Thus, as long as all linking tags have not been processed, the
processor 201 finds the next linking tag in the markup language
file 22, as depicted in block 52, and locates (block 54) the target
of this tag. If the processor 201 determines (diamond 56) that a
tagging error has been detected (as described in more detail
below), then the processor 201 records the error, as depicted in
block 60. Otherwise, the processor 201 determines (diamond 58) if
there is another linking tag to process, and if so, control returns
to block 52. After all linking tags are processed, the processor
201 generates an error report (from the error record file 38), as
depicted in block 61.
[0027] Each linking tag in the markup language file 22 has a
target, and this target is indicated in the linking information
file 20, in some embodiments of the invention. For example, FIG. 4
depicts an exemplary embodiment of the linking information file 20.
As shown, the linking information file 20 includes tag subsets 64
(subsets 64.sub.1, 64.sub.2, . . . 64.sub.N, depicted as examples),
each of which is associated with an internal or external linking
tag of the markup language file 22. In this manner, the beginning
of a particular tag subset 64 is denoted by an opening set tag 66a,
and the end of the tag subset 64 is denoted by a closing set tag
66b. Between the set tags 66a and 66b are a start tag 68 and a
target tag 70. The start tag 68 indicates, for example, the page
number on which a particular linking tag is located and the
identifier of the tag, thereby identifying the starting point, or
beginning, of the associated linking operation. The target tag 70
indicates the target address, or ending point of the linking
operation. For example, if a particular linking tag is an image
tag, then the target tag 70 should (if no error(s) are present)

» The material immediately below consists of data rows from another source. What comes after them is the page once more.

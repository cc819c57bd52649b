//! Control-plane wire messages
//!
//! These mirror the swarm manager's protocol messages as they arrive
//! from the cluster client, already decoded. Nothing in this crate
//! mutates them; the converters only borrow.
//!
//! Every message derives `serde` so manager dumps can be loaded with
//! the inspection tool. Field names follow the protocol's JSON mapping
//! (lower camel case) and enums use the protocol's constant names.

pub mod common;
pub mod network;
pub mod node;
pub mod secret;
pub mod service;
pub mod task;

pub use common::{Annotations, Driver, Duration, Meta, Timestamp, Version};
pub use network::{
    IpamConfig, IpamOptions, Network, NetworkAttachment, NetworkAttachmentConfig, NetworkConfigFrom,
    NetworkSpec,
};
pub use node::{Node, NodeSpec};
pub use secret::{Config, ConfigSpec, Secret, SecretSpec};
pub use service::{Endpoint, EndpointSpec, Service, ServiceSpec, TaskSpec};
pub use task::{Task, TaskState};

/// A top-level object stored by the manager
pub trait WireObject {
    /// Control-plane assigned identifier
    fn object_id(&self) -> &str;
}

macro_rules! impl_wire_object {
    ($($ty:ty),+) => {
        $(impl WireObject for $ty {
            fn object_id(&self) -> &str {
                &self.id
            }
        })+
    };
}

impl_wire_object!(Network, Service, Node, Task, Secret, Config);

indicate a file name of an image file, thereby indicating the
target of the linking operation. Similarly, if a particular linking
tag is an external linking tag to a different electronic book, then
the target tag 70 should (if no error(s) are present) indicate a
particular target electronic book or a particular page within a
particular electronic book As another example, if a particular
linking tag is an internal linking tag, then the target tag 70
should (if no error(s) are present) indicate a particular page
number of the document that is described by the markup language
file 22, thereby indicating the target of the linking operation,
which in this case, is the ending point of the linking
operation.
[0028] FIG. 5 illustrates the use of external linking tags with the
linking information file 20. Depicted in FIG. 5 is a portion 74 of
the markup language file 22, a portion 74 that includes opening 76a
and closing 76b figure tags that, as their names imply, indicate
the insertion of a figure for the displayed document. An image tag
78 (an external linking tag) is located between the figure tags 76a
and 76b. As its name implies, the image tag 78 indicates the
insertion of an image into the displayed document. Located between
the image tag 78 and the closing figure tag 76b is a textual
description 80 of the figure. For example, if the image is an image
of a house, then the description 80 may include the ASCII
characters that indicate the word "HOUSE."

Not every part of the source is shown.